**Task statement:** Please return the full listing below without altering anything.
..........
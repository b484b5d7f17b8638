//! Fundamental aggregator: normalized metric table → per-asset weights.

use std::collections::BTreeMap;

use serde::{Deserialize, Serialize};
use tracing::debug;

use super::metrics::{MetricDirection, MetricTable, METRIC_DIRECTIONS};
use super::normalize::{normalize_column, normalize_map};
use crate::indicators::series;
use crate::weights::WeightVector;

/// Output of the aggregation stage.
#[derive(Debug, Clone, PartialEq, Serialize, Deserialize)]
pub struct FundamentalWeights {
    /// Input table with every direction-mapped column normalized.
    pub normalized: MetricTable,
    /// Mean of the present, defined normalized metrics. NaN when none are.
    pub scores: BTreeMap<String, f64>,
    pub weights: WeightVector,
}

/// Normalize every direction-mapped column present in `table`.
pub fn normalize_table(table: &MetricTable) -> MetricTable {
    METRIC_DIRECTIONS
        .iter()
        .filter(|(metric, _)| table.has_metric(metric))
        .fold(table.clone(), |acc, (metric, direction)| {
            normalize_column(&acc, metric, *direction)
        })
}

/// Mean of the direction-mapped, finite values in each row.
pub fn fundamental_scores(normalized: &MetricTable) -> BTreeMap<String, f64> {
    normalized
        .symbols()
        .map(|symbol| {
            let values: Vec<f64> = METRIC_DIRECTIONS
                .iter()
                .filter_map(|(metric, _)| normalized.get(symbol, metric))
                .collect();
            (
                symbol.to_string(),
                series::mean(&values).unwrap_or(f64::NAN),
            )
        })
        .collect()
}

/// Combine all normalized metrics into one weight per asset.
///
/// `weight = normalize(score) / n`, renormalized to sum to one. An asset with
/// an undefined normalized score weighs zero; if no asset has positive
/// weight the vector is uniform.
pub fn aggregate(table: &MetricTable) -> FundamentalWeights {
    let normalized = normalize_table(table);
    let scores = fundamental_scores(&normalized);
    let n = scores.len().max(1) as f64;
    let weights: WeightVector = normalize_map(&scores, MetricDirection::HigherIsBetter)
        .into_iter()
        .map(|(symbol, s)| (symbol, s / n))
        .collect();
    let weights = weights.renormalized();
    debug!(
        assets = scores.len(),
        metrics = normalized.metrics().len(),
        "aggregated fundamental scores"
    );
    FundamentalWeights {
        normalized,
        scores,
        weights,
    }
}

#[cfg(test)]
mod tests {
    use super::*;
    use crate::indicators::{assert_approx, DEFAULT_EPSILON};

    fn table(rows: Vec<(&str, Vec<(&str, f64)>)>) -> MetricTable {
        let mut t = MetricTable::new();
        for (symbol, cells) in rows {
            t.add_symbol(symbol);
            for (metric, v) in cells {
                t.set(symbol, metric, v);
            }
        }
        t
    }

    #[test]
    fn scores_average_normalized_metrics() {
        let t = table(vec![
            ("A", vec![("market_cap", 100.0), ("beta", 2.0)]),
            ("B", vec![("market_cap", 300.0), ("beta", 1.0)]),
            ("C", vec![("market_cap", 200.0), ("beta", 1.5)]),
        ]);
        let out = aggregate(&t);
        assert_approx(out.scores["A"], 0.0, DEFAULT_EPSILON);
        assert_approx(out.scores["B"], 1.0, DEFAULT_EPSILON);
        assert_approx(out.scores["C"], 0.5, DEFAULT_EPSILON);
        assert_approx(out.weights.get("B").unwrap(), 2.0 / 3.0, DEFAULT_EPSILON);
        assert_approx(out.weights.get("C").unwrap(), 1.0 / 3.0, DEFAULT_EPSILON);
        assert_approx(out.weights.get("A").unwrap(), 0.0, DEFAULT_EPSILON);
        assert_approx(out.weights.sum(), 1.0, DEFAULT_EPSILON);
    }

    #[test]
    fn unmapped_metrics_do_not_score() {
        let t = table(vec![
            ("A", vec![("market_cap", 1.0), ("relative_volume", 9.0)]),
            ("B", vec![("market_cap", 2.0), ("relative_volume", 1.0)]),
        ]);
        let out = aggregate(&t);
        // relative_volume stays raw and does not pull A up
        assert_eq!(out.normalized.get("A", "relative_volume"), Some(9.0));
        assert_approx(out.scores["A"], 0.0, DEFAULT_EPSILON);
    }

    #[test]
    fn degenerate_metrics_are_excluded_from_mean() {
        let t = table(vec![
            ("A", vec![("market_cap", 1.0), ("beta", 1.0)]),
            ("B", vec![("market_cap", 3.0), ("beta", 1.0)]),
        ]);
        let out = aggregate(&t);
        assert!(out.normalized.get("A", "beta").unwrap().is_nan());
        assert_approx(out.scores["B"], 1.0, DEFAULT_EPSILON);
    }

    #[test]
    fn degenerate_cohort_falls_back_to_uniform() {
        let t = table(vec![("A", vec![("market_cap", 5.0)]), ("B", vec![("market_cap", 5.0)])]);
        let out = aggregate(&t);
        assert!(out.scores["A"].is_nan());
        assert_approx(out.weights.get("A").unwrap(), 0.5, DEFAULT_EPSILON);
        assert_approx(out.weights.get("B").unwrap(), 0.5, DEFAULT_EPSILON);
    }

    #[test]
    fn input_table_is_not_mutated() {
        let t = table(vec![("A", vec![("market_cap", 1.0)]), ("B", vec![("market_cap", 2.0)])]);
        let before = t.clone();
        let _ = aggregate(&t);
        assert_eq!(t, before);
    }
}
..........
**Reply to the exercise:**
repository b484b5d7f17b8638
//! Fundamental aggregator: normalized metric table → per-asset weights.

use std::collections::BTreeMap;

use serde::{Deserialize, Serialize};
use tracing::debug;

use super::metrics::{MetricDirection, MetricTable, METRIC_DIRECTIONS};
use super::normalize::{normalize_column, normalize_map};
use crate::indicators::series;
use crate::weights::WeightVector;

/// Output of the aggregation stage.
#[derive(Debug, Clone, PartialEq, Serialize, Deserialize)]
pub struct FundamentalWeights {
    /// Input table with every direction-mapped column normalized.
    pub normalized: MetricTable,
    /// Mean of the present, defined normalized metrics. NaN when none are.
    pub scores: BTreeMap<String, f64>,
    pub weights: WeightVector,
}

/// Normalize every direction-mapped column present in `table`.
pub fn normalize_table(table: &MetricTable) -> MetricTable {
    METRIC_DIRECTIONS
        .iter()
        .filter(|(metric, _)| table.has_metric(metric))
        .fold(table.clone(), |acc, (metric, direction)| {
            normalize_column(&acc, metric, *direction)
        })
}

/// Mean of the direction-mapped, finite values in each row.
pub fn fundamental_scores(normalized: &MetricTable) -> BTreeMap<String, f64> {
    normalized
        .symbols()
        .map(|symbol| {
            let values: Vec<f64> = METRIC_DIRECTIONS
                .iter()
                .filter_map(|(metric, _)| normalized.get(symbol, metric))
                .collect();
            (
                symbol.to_string(),
                series::mean(&values).unwrap_or(f64::NAN),
            )
        })
        .collect()
}

/// Combine all normalized metrics into one weight per asset.
///
/// `weight = normalize(score) / n`, renormalized to sum to one. An asset with
/// an undefined normalized score weighs zero; if no asset has positive
/// weight the vector is uniform.
pub fn aggregate(table: &MetricTable) -> FundamentalWeights {
    let normalized = normalize_table(table);
    let scores = fundamental_scores(&normalized);
    let n = scores.len().max(1) as f64;
    let weights: WeightVector = normalize_map(&scores, MetricDirection::HigherIsBetter)
        .into_iter()
        .map(|(symbol, s)| (symbol, s / n))
        .collect();
    let weights = weights.renormalized();
    debug!(
        assets = scores.len(),
        metrics = normalized.metrics().len(),
        "aggregated fundamental scores"
    );
    FundamentalWeights {
        normalized,
        scores,
        weights,
    }
}

#[cfg(test)]
mod tests {
    use super::*;
    use crate::indicators::{assert_approx, DEFAULT_EPSILON};

    fn table(rows: Vec<(&str, Vec<(&str, f64)>)>) -> MetricTable {
        let mut t = MetricTable::new();
        for (symbol, cells) in rows {
            t.add_symbol(symbol);
            for (metric, v) in cells {
                t.set(symbol, metric, v);
            }
        }
        t
    }

    #[test]
    fn scores_average_normalized_metrics() {
        let t = table(vec![
            ("A", vec![("market_cap", 100.0), ("beta", 2.0)]),
            ("B", vec![("market_cap", 300.0), ("beta", 1.0)]),
            ("C", vec![("market_cap", 200.0), ("beta", 1.5)]),
        ]);
        let out = aggregate(&t);
        assert_approx(out.scores["A"], 0.0, DEFAULT_EPSILON);
        assert_approx(out.scores["B"], 1.0, DEFAULT_EPSILON);
        assert_approx(out.scores["C"], 0.5, DEFAULT_EPSILON);
        assert_approx(out.weights.get("B").unwrap(), 2.0 / 3.0, DEFAULT_EPSILON);
        assert_approx(out.weights.get("C").unwrap(), 1.0 / 3.0, DEFAULT_EPSILON);
        assert_approx(out.weights.get("A").unwrap(), 0.0, DEFAULT_EPSILON);
        assert_approx(out.weights.sum(), 1.0, DEFAULT_EPSILON);
    }

    #[test]
    fn unmapped_metrics_do_not_score() {
        let t = table(vec![
            ("A", vec![("market_cap", 1.0), ("relative_volume", 9.0)]),
            ("B", vec![("market_cap", 2.0), ("relative_volume", 1.0)]),
        ]);
        let out = aggregate(&t);
        // relative_volume stays raw and does not pull A up
        assert_eq!(out.normalized.get("A", "relative_volume"), Some(9.0));
        assert_approx(out.scores["A"], 0.0, DEFAULT_EPSILON);
    }

    #[test]
    fn degenerate_metrics_are_excluded_from_mean() {
        let t = table(vec![
            ("A", vec![("market_cap", 1.0), ("beta", 1.0)]),
            ("B", vec![("market_cap", 3.0), ("beta", 1.0)]),
        ]);
        let out = aggregate(&t);
        assert!(out.normalized.get("A", "beta").unwrap().is_nan());
        assert_approx(out.scores["B"], 1.0, DEFAULT_EPSILON);
    }

    #[test]
    fn degenerate_cohort_falls_back_to_uniform() {
        let t = table(vec![("A", vec![("market_cap", 5.0)]), ("B", vec![("market_cap", 5.0)])]);
        let out = aggregate(&t);
        assert!(out.scores["A"].is_nan());
        assert_approx(out.weights.get("A").unwrap(), 0.5, DEFAULT_EPSILON);
        assert_approx(out.weights.get("B").unwrap(), 0.5, DEFAULT_EPSILON);
    }

    #[test]
    fn input_table_is_not_mutated() {
        let t = table(vec![("A", vec![("market_cap", 1.0)]), ("B", vec![("market_cap", 2.0)])]);
        let before = t.clone();
        let _ = aggregate(&t);
        assert_eq!(t, before);
    }
}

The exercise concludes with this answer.